__What is needed__: I'd like every line from the material below that has "reports" in it.

__Data for the task__:
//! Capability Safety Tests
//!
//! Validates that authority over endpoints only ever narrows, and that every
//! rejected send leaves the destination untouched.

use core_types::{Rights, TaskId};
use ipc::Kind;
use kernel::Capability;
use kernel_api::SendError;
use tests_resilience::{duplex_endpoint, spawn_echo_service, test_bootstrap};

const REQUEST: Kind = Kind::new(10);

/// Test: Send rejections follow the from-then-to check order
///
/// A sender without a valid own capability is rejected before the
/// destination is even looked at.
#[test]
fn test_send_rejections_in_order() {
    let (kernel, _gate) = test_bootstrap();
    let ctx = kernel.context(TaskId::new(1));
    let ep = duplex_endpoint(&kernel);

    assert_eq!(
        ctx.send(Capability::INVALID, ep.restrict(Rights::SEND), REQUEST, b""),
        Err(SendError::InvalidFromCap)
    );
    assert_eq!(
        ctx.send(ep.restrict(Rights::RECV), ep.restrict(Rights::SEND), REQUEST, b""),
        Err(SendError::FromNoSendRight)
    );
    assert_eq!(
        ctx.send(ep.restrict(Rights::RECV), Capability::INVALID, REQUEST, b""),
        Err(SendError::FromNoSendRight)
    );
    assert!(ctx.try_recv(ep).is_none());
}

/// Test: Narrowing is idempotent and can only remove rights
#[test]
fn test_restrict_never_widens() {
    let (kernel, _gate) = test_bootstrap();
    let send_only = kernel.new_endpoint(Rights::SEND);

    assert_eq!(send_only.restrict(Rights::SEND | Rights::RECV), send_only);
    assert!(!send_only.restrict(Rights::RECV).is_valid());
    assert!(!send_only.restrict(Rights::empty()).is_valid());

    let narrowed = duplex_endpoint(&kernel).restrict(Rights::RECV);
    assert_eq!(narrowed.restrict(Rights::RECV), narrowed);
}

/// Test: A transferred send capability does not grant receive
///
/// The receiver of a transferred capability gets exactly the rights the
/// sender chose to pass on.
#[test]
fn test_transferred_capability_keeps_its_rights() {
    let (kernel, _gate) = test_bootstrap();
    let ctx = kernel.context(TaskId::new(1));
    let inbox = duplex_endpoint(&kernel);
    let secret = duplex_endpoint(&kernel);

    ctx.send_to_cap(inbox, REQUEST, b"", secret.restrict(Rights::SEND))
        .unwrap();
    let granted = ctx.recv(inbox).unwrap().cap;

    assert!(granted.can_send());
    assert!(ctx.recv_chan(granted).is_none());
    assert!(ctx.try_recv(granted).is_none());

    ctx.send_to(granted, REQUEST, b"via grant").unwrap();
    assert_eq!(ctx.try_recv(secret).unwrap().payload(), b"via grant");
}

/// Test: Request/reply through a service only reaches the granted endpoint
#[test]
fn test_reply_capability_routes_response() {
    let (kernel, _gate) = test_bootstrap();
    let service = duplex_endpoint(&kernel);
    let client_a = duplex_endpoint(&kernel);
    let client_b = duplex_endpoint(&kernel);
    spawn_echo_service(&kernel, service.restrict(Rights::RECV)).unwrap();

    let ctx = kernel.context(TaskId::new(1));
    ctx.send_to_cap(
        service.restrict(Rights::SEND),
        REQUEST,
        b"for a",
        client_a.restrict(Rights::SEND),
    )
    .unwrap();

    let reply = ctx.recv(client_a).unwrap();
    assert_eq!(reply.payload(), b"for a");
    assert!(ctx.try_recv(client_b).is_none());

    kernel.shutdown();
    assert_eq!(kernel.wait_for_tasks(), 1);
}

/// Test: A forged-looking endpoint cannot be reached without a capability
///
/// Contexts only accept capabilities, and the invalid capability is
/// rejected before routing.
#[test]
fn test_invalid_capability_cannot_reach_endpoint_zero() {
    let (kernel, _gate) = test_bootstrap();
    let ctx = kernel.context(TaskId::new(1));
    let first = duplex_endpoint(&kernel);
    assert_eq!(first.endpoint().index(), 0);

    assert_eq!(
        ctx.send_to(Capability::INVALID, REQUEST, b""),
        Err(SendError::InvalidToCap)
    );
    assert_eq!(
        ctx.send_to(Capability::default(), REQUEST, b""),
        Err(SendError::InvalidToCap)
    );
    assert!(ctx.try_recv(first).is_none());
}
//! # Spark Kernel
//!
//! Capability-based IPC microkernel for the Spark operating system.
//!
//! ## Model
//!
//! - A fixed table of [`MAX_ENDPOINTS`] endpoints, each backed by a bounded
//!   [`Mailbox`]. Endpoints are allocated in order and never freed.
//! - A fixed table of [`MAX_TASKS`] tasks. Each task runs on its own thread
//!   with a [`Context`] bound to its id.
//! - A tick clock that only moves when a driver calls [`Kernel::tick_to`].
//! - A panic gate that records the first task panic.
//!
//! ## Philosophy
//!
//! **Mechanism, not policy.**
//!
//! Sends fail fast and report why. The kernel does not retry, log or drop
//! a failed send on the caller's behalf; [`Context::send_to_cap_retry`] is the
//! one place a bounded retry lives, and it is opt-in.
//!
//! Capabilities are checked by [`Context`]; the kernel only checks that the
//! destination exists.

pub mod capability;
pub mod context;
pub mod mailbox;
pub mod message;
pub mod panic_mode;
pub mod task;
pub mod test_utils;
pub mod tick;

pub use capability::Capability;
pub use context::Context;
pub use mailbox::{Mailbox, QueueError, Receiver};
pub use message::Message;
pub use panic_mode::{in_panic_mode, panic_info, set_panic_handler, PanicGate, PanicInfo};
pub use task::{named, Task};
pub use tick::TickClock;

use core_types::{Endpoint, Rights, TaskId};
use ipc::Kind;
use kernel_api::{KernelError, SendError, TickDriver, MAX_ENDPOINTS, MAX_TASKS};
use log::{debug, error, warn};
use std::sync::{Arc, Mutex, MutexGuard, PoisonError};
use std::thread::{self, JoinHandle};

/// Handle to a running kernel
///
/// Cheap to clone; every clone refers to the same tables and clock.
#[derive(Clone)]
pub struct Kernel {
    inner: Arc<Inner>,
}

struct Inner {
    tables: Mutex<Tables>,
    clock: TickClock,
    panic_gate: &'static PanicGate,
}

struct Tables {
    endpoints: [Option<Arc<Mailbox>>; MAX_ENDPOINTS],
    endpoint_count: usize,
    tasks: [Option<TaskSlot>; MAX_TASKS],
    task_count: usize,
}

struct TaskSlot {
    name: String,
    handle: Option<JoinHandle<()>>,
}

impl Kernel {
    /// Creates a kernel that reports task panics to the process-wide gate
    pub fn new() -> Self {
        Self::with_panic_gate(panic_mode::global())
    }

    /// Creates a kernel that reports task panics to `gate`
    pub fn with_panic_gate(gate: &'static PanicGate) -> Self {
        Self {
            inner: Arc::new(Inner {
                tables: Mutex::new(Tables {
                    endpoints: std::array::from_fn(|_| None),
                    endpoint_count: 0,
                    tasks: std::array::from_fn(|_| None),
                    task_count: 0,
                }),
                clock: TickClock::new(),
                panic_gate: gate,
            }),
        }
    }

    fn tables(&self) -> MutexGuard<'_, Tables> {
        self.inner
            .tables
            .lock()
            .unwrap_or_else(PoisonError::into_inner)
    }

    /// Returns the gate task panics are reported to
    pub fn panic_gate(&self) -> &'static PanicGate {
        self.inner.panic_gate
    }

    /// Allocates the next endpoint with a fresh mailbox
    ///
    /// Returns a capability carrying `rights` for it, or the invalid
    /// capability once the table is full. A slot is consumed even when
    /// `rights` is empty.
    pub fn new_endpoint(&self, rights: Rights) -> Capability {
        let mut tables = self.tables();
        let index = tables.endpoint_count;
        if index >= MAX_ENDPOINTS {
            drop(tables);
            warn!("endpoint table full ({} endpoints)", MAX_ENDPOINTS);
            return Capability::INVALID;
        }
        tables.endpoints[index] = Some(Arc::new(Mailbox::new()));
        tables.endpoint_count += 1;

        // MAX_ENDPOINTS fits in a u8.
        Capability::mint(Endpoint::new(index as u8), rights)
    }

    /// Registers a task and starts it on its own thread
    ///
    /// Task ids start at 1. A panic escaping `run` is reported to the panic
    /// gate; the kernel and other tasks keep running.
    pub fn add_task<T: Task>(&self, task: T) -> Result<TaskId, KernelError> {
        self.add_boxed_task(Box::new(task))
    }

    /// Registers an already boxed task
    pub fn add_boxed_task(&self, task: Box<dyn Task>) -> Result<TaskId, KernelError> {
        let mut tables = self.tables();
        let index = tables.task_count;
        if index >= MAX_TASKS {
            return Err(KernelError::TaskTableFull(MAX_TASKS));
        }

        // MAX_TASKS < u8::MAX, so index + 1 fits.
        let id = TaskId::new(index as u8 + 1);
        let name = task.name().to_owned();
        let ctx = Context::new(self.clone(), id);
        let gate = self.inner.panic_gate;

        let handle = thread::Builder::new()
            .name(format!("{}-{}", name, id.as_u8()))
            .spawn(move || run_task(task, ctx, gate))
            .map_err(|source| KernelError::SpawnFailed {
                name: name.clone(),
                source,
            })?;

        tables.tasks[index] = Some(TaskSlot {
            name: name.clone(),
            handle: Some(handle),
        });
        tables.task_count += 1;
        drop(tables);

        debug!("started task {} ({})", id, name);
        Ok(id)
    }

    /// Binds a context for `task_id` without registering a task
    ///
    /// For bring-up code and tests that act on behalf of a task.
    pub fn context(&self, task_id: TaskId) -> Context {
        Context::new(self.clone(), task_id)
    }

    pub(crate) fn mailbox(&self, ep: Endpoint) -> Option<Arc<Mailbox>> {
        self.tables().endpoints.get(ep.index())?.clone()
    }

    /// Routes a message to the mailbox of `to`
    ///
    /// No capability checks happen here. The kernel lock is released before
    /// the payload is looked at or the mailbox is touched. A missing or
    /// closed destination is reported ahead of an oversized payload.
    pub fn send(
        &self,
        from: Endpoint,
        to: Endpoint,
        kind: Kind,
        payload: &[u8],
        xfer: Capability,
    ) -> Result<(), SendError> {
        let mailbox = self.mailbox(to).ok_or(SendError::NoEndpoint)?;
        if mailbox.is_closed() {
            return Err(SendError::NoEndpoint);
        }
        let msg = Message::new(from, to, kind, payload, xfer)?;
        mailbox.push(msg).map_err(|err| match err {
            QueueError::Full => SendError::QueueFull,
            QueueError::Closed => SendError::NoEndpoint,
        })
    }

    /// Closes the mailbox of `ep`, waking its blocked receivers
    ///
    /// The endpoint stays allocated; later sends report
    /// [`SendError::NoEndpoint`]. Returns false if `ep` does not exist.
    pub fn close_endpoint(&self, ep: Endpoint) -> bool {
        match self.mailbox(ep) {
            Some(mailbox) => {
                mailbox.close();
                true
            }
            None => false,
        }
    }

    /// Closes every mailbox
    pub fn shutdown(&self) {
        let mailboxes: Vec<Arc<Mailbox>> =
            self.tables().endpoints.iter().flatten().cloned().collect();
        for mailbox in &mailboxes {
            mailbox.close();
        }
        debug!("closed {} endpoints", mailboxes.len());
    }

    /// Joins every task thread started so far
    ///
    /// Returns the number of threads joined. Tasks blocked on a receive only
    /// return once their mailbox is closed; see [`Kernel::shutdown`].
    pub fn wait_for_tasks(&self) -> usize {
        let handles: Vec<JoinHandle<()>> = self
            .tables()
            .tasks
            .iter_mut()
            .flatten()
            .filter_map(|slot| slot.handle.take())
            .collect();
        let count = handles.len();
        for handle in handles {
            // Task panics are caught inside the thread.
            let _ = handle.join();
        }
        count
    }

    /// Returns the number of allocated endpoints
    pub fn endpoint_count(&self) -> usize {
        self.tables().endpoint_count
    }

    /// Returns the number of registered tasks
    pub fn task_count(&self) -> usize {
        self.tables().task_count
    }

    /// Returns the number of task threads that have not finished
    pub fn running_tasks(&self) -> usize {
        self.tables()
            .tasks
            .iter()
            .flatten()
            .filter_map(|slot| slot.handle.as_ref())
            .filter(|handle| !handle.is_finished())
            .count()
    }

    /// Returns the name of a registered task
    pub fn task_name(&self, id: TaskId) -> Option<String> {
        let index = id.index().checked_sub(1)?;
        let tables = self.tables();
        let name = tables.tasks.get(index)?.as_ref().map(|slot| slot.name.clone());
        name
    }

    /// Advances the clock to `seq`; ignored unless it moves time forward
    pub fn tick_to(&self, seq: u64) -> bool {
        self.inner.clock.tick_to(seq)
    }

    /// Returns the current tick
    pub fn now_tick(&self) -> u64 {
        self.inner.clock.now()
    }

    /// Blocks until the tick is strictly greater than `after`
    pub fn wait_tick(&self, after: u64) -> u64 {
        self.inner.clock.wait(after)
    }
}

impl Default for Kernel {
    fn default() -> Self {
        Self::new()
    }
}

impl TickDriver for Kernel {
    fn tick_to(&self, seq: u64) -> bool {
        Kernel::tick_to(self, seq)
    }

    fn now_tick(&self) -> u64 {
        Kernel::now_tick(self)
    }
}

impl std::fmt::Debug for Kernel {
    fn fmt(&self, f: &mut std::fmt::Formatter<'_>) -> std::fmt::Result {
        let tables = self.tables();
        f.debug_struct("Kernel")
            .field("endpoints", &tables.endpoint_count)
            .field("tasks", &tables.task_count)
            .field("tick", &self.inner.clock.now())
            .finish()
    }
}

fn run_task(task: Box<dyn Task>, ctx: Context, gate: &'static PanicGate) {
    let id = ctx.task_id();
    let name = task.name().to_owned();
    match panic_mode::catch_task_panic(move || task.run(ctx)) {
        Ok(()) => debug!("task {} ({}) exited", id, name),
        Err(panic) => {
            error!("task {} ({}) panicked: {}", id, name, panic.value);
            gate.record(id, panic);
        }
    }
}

__Your solution__:
    /// Creates a kernel that reports task panics to the process-wide gate
    /// Creates a kernel that reports task panics to `gate`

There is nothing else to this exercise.